:: What you will do ::
Report every line of the records that includes the word "base".

:: Source material ::
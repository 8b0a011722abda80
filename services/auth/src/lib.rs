//! Authentication and authorization for the site backend
//!
//! Holds the role/permission table, the session model and the session
//! resolver used by every protected route, plus password hashing and input
//! validation helpers shared by the login and user-management endpoints.

pub mod models;
pub mod password;
pub mod permissions;
pub mod session;
pub mod token;
pub mod validation;

pub use models::{Identity, Session};
pub use permissions::{Permission, Role, role_allows, role_allows_all, role_allows_any};
pub use session::{SessionConfig, SessionManager, SessionStore};
//! HTTP handlers
//!
//! Admin handlers run behind [`crate::middleware::require_session`] and
//! check one permission each; public handlers apply the resource's
//! visibility filter instead.

use common::store::{Document, Filter};

use crate::{
    documents::redact,
    envelope::{ApiResponse, Pagination},
    error::{ApiError, ApiResult},
    query::{QueryParams, build_list_query},
    resources::{ResourceSpec, find_resource},
    state::AppState,
};

pub mod account;
pub mod admin;
pub mod dashboard;
pub mod health;
pub mod public;
pub mod settings;

fn resource_or_404(name: &str) -> ApiResult<&'static ResourceSpec> {
    find_resource(name).ok_or_else(|| ApiError::NotFound(format!("Unknown resource: {}", name)))
}

/// Run a paginated list query. `base` is ANDed with whatever the query
/// parameters ask for.
async fn list_documents(
    state: &AppState,
    resource: &ResourceSpec,
    params: &QueryParams,
    base: Filter,
) -> ApiResult<ApiResponse<Vec<Document>>> {
    let query = build_list_query(resource, params, base)?;

    let (documents, total) = tokio::try_join!(
        state.store.find(resource.collection, &query.spec),
        state.store.count(resource.collection, &query.spec.filter),
    )?;

    let documents = documents
        .into_iter()
        .map(|document| redact(resource, document))
        .collect();

    Ok(ApiResponse::paginated(
        documents,
        Pagination::new(query.page, query.spec.limit, total),
    ))
}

:: Answer below ::
/// Run a paginated list query. `base` is ANDed with whatever the query
    base: Filter,
    let query = build_list_query(resource, params, base)?;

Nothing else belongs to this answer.